More likely he wanted to do exactly what he said: reduce content moderation (hence expenses) and get people to pay for verified accounts. But none of that is likely to pay back the 20B premium he'd have to pay for it today, so he wants out.
A fully adopted protocol with whole new products on top of it will make the 20B back. It's a platform killer. Elon's basically building an internet Deathstar, and we can only hope he will use it for good.
Ah right, how could I have missed the "great sorcerer" theory of Musk.
The whole media landscape seems to be entertaining itself and it's audience with that wholly unoriginal one, cuz they sure love their rich fictional anti-heroes.

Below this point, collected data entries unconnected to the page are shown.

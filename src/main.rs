use cdn_updater::{exit_code, run, Cli};
use clap::Parser;
use core_runtime::logging::{init_logging, LogLevel, LoggingConfig};
use std::process::ExitCode;
use tracing::error;

#[tokio::main]
async fn main() -> ExitCode {
    let cli = Cli::parse();

    let logging = LoggingConfig::default()
        .with_format(cli.log_format)
        .with_level(LogLevel::from_verbosity(cli.verbose));
    if let Err(e) = init_logging(logging) {
        eprintln!("cdn-updater: {e}");
        return ExitCode::FAILURE;
    }

    let config = match cli.to_config() {
        Ok(config) => config,
        Err(e) => {
            error!(error = %e, "Invalid configuration");
            return ExitCode::from(2);
        }
    };

    let result = run(&config).await;
    if let Err(e) = &result {
        error!(error = %format!("{e:#}"), "CDN update failed");
    }
    exit_code(&result)
}
//! # Database Connection Pool
//!
//! SQLite connection pooling for the media catalog and the CDN work queue.
//!
//! - WAL journal so the upstream catalog writer and the updater can coexist
//! - Foreign keys enforced (`cdn_queue.asset_id` is `ON DELETE SET NULL`)
//! - Catalog migrations embedded with `sqlx::migrate!` and run on connect
//! - A `SELECT 1` health check before the pool is handed out
//!
//! ```rust,ignore
//! use core_catalog::db::{create_pool, DatabaseConfig};
//!
//! let pool = create_pool(DatabaseConfig::from_url("sqlite:/var/lib/media/catalog.db")).await?;
//! ```
//!
//! Tests use [`create_test_pool`], which keeps a single in-memory connection
//! alive for the lifetime of the pool.

use crate::{CatalogError, Result};
use sqlx::sqlite::{SqliteConnectOptions, SqliteJournalMode, SqlitePoolOptions, SqliteSynchronous};
use sqlx::{Pool, Sqlite};
use std::path::Path;
use std::str::FromStr;
use std::time::Duration;
use tracing::{debug, info, warn};

/// Database configuration for the SQLite connection pool
#[derive(Debug, Clone)]
pub struct DatabaseConfig {
    /// sqlx connection URL, e.g. `sqlite:/var/lib/media/catalog.db`
    pub database_url: String,

    pub min_connections: u32,
    pub max_connections: u32,

    /// Maximum time to wait for a connection from the pool
    pub acquire_timeout: Duration,

    pub max_lifetime: Option<Duration>,
    pub idle_timeout: Option<Duration>,

    /// Number of prepared statements cached per connection
    pub statement_cache_capacity: usize,
}

impl DatabaseConfig {
    /// Configuration for an existing connection URL
    pub fn from_url(database_url: impl Into<String>) -> Self {
        Self {
            database_url: database_url.into(),
            min_connections: 1,
            max_connections: 4,
            acquire_timeout: Duration::from_secs(30),
            max_lifetime: Some(Duration::from_secs(1800)),
            idle_timeout: Some(Duration::from_secs(600)),
            statement_cache_capacity: 100,
        }
    }

    /// Configuration for a database file on disk
    pub fn for_file(path: impl AsRef<Path>) -> Self {
        Self::from_url(format!("sqlite:{}", path.as_ref().display()))
    }

    /// Configuration for an in-memory database
    ///
    /// Every connection to `sqlite::memory:` opens its own empty database,
    /// so the pool is pinned to one connection that is never recycled.
    pub fn in_memory() -> Self {
        Self {
            database_url: "sqlite::memory:".to_string(),
            min_connections: 1,
            max_connections: 1,
            acquire_timeout: Duration::from_secs(30),
            max_lifetime: None,
            idle_timeout: None,
            statement_cache_capacity: 100,
        }
    }

    pub fn max_connections(mut self, max: u32) -> Self {
        self.max_connections = max;
        self
    }

    pub fn acquire_timeout(mut self, timeout: Duration) -> Self {
        self.acquire_timeout = timeout;
        self
    }

    pub fn statement_cache_capacity(mut self, capacity: usize) -> Self {
        self.statement_cache_capacity = capacity;
        self
    }

    /// Database location for logs: the file path without scheme or query
    /// parameters
    pub fn log_target(&self) -> &str {
        let url = self.database_url.trim();
        let rest = url.strip_prefix("sqlite:").unwrap_or(url);
        let rest = rest.strip_prefix("//").unwrap_or(rest);
        rest.split_once('?').map_or(rest, |(path, _)| path)
    }
}

/// Create a configured SQLite connection pool
///
/// Applies connection options, opens the pool, runs the catalog migrations
/// and performs a health check.
///
/// # Errors
///
/// Returns an error if the URL is invalid, the database cannot be opened,
/// a migration fails or the health check query fails.
pub async fn create_pool(config: DatabaseConfig) -> Result<Pool<Sqlite>> {
    info!(
        database = config.log_target(),
        max_connections = config.max_connections,
        "Creating database connection pool"
    );

    let connect_options = SqliteConnectOptions::from_str(&config.database_url)
        .map_err(CatalogError::Database)?
        .journal_mode(SqliteJournalMode::Wal)
        .synchronous(SqliteSynchronous::Normal)
        .foreign_keys(true)
        .create_if_missing(true)
        .busy_timeout(Duration::from_secs(5))
        .statement_cache_capacity(config.statement_cache_capacity);

    debug!("SQLite connection options configured");

    let pool = SqlitePoolOptions::new()
        .min_connections(config.min_connections)
        .max_connections(config.max_connections)
        .acquire_timeout(config.acquire_timeout)
        .max_lifetime(config.max_lifetime)
        .idle_timeout(config.idle_timeout)
        .connect_with(connect_options)
        .await
        .map_err(|e| {
            warn!(error = %e, "Failed to create connection pool");
            CatalogError::Database(e)
        })?;

    info!(
        connections = pool.size(),
        "Database connection pool created successfully"
    );

    run_migrations(&pool).await?;
    health_check(&pool).await?;

    Ok(pool)
}

/// In-memory pool with migrations applied
pub async fn create_test_pool() -> Result<Pool<Sqlite>> {
    create_pool(DatabaseConfig::in_memory()).await
}

async fn run_migrations(pool: &Pool<Sqlite>) -> Result<()> {
    info!("Running catalog migrations");

    sqlx::migrate!("./migrations")
        .run(pool)
        .await
        .map_err(|e| {
            warn!(error = %e, "Migration failed");
            CatalogError::Migration(e.to_string())
        })?;

    debug!("Catalog migrations completed");
    Ok(())
}

/// Verify the pool can serve a trivial query
pub async fn health_check(pool: &Pool<Sqlite>) -> Result<()> {
    debug!("Performing database health check");

    sqlx::query("SELECT 1").fetch_one(pool).await.map_err(|e| {
        warn!(error = %e, "Database health check failed");
        CatalogError::Database(e)
    })?;

    Ok(())
}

Stepping back a bit, assuming one can grow a social media platform to XX% of the population, what makes it any more or less valuable than the next fad/platform that grows to the same XX%? If you are selling eyeball-time via ads, the two platforms have similar value. Maybe it's a little bit different with better ad targeting. But any arguments based on "our audience consists of well educated 18-35 year olds with disposable income" lose merit once growth plateaus and you realize that your audience is just the same general population that cable reached 20 years ago.
Matt Levine ( https://www.bloomberg.com/opinion/articles/2022-07-18/elon-w... ) laid out an argument today, that the reason for Musk wanting to fight on the bot numbers is precisely to drag this out until April 2023, when his financing commitments expire, at which point he no longer has to close (and Twitter loses all of their upside). I have no dog in this fight, but this incites Twitter to move as fast as possible (which they seem to be doing).
You have a whole lot of assumptions baked into this theory, but they all seem a bit irrelevant given that Twitter is the party pushing for speedier resolution...
When in reality it meant, "shop at my dog treat store."
I don't have a dog myself so I didn't purchase anything haha.